__Stored items__:
··········

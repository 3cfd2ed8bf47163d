use crate::infra::AppState;
use axum::http::{header, StatusCode};
use axum::response::IntoResponse;
use axum::Extension;
use axum::Json;
use climate_actions::catalog::StatusLedger;
use climate_actions::dashboard::{catalog_router, CatalogService};
use climate_actions::sources::ActionSource;
use serde_json::json;
use std::sync::Arc;

pub(crate) fn with_catalog_routes<S, L>(service: Arc<CatalogService<S, L>>) -> axum::Router
where
    S: ActionSource + 'static,
    L: StatusLedger + 'static,
{
    catalog_router(service)
        .route("/health", axum::routing::get(healthcheck))
        .route("/ready", axum::routing::get(readiness_endpoint))
        .route("/metrics", axum::routing::get(metrics_endpoint))
}

pub(crate) async fn healthcheck() -> Json<serde_json::Value> {
    Json(json!({ "status": "ok" }))
}

pub(crate) async fn readiness_endpoint(Extension(state): Extension<AppState>) -> impl IntoResponse {
    let ready = state.readiness.load(std::sync::atomic::Ordering::Relaxed);
    let status = if ready {
        StatusCode::OK
    } else {
        StatusCode::SERVICE_UNAVAILABLE
    };

    let payload = if ready {
        json!({ "status": "ready" })
    } else {
        json!({ "status": "initializing" })
    };

    (status, Json(payload))
}

pub(crate) async fn metrics_endpoint(Extension(state): Extension<AppState>) -> impl IntoResponse {
    (
        StatusCode::OK,
        [(header::CONTENT_TYPE, "text/plain; version=0.0.4")],
        state.metrics.render(),
    )
}

#[cfg(test)]
mod tests {
    use super::*;
    use crate::infra::InMemoryStatusLedger;
    use axum::body::Body;
    use axum::http::Request;
    use climate_actions::loader::Loader;
    use climate_actions::sources::SnapshotSource;
    use metrics_exporter_prometheus::PrometheusBuilder;
    use serde_json::Value;
    use std::sync::atomic::AtomicBool;
    use tower::ServiceExt;

    const SNAPSHOT: &str = r#"[
        {"id":"serra-01","city":"Serra","country":"Brazil","actionName":"Landfill gas capture",
         "category":"Mitigation","sector":"Waste","costTier":"High","status":"Not started",
         "description":"Capture methane","lastUpdated":"2025-01-10"},
        {"id":"recife-01","city":"Recife","country":"Brazil","actionName":"Mangrove restoration",
         "category":"Adaptation","sector":"AFOLU","costTier":"Low","status":"In progress",
         "description":"Restore mangroves","lastUpdated":"2025-02-01"}
    ]"#;

    fn app_state(ready: bool) -> AppState {
        AppState {
            readiness: Arc::new(AtomicBool::new(ready)),
            metrics: Arc::new(PrometheusBuilder::new().build_recorder().handle()),
        }
    }

    fn router(dir: &tempfile::TempDir) -> axum::Router {
        let path = dir.path().join("actions.json");
        std::fs::write(&path, SNAPSHOT).expect("write snapshot");
        let service = CatalogService::new(
            Loader::new(SnapshotSource::new(path)),
            Arc::new(InMemoryStatusLedger::default()),
        );
        with_catalog_routes(Arc::new(service)).layer(Extension(app_state(true)))
    }

    async fn read_json_body(response: axum::response::Response) -> Value {
        let body = axum::body::to_bytes(response.into_body(), 64 * 1024)
            .await
            .expect("read body");
        serde_json::from_slice(&body).expect("json payload")
    }

    #[tokio::test]
    async fn readiness_reports_initializing_until_bound() {
        let response = readiness_endpoint(Extension(app_state(false)))
            .await
            .into_response();
        assert_eq!(response.status(), StatusCode::SERVICE_UNAVAILABLE);
        let payload = read_json_body(response).await;
        assert_eq!(payload["status"], "initializing");
    }

    #[tokio::test]
    async fn health_route_is_mounted() {
        let dir = tempfile::tempdir().expect("temp dir");
        let response = router(&dir)
            .oneshot(Request::get("/health").body(Body::empty()).expect("request"))
            .await
            .expect("route executes");
        assert_eq!(response.status(), StatusCode::OK);
    }

    #[tokio::test]
    async fn status_update_is_visible_on_next_read() {
        let dir = tempfile::tempdir().expect("temp dir");
        let app = router(&dir);

        let response = app
            .clone()
            .oneshot(
                Request::post("/api/update-status")
                    .header(header::CONTENT_TYPE, "application/json")
                    .body(Body::from(
                        r#"{"actionId":"serra-01","newStatus":"Ready to start"}"#,
                    ))
                    .expect("request"),
            )
            .await
            .expect("route executes");
        assert_eq!(response.status(), StatusCode::OK);
        let ack = read_json_body(response).await;
        assert_eq!(ack, json!({ "success": true, "message": "Status updated successfully" }));

        let response = app
            .oneshot(Request::get("/api/actions").body(Body::empty()).expect("request"))
            .await
            .expect("route executes");
        let records = read_json_body(response).await;
        assert_eq!(records[0]["id"], "serra-01");
        assert_eq!(records[0]["status"], "Ready to start");
        assert_eq!(records[0]["status_history"][0]["status"], "Ready to start");
    }
}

··········

__Work required__: The answer should be one number: how many lines of the data above contain "http".

__Your solution__: 2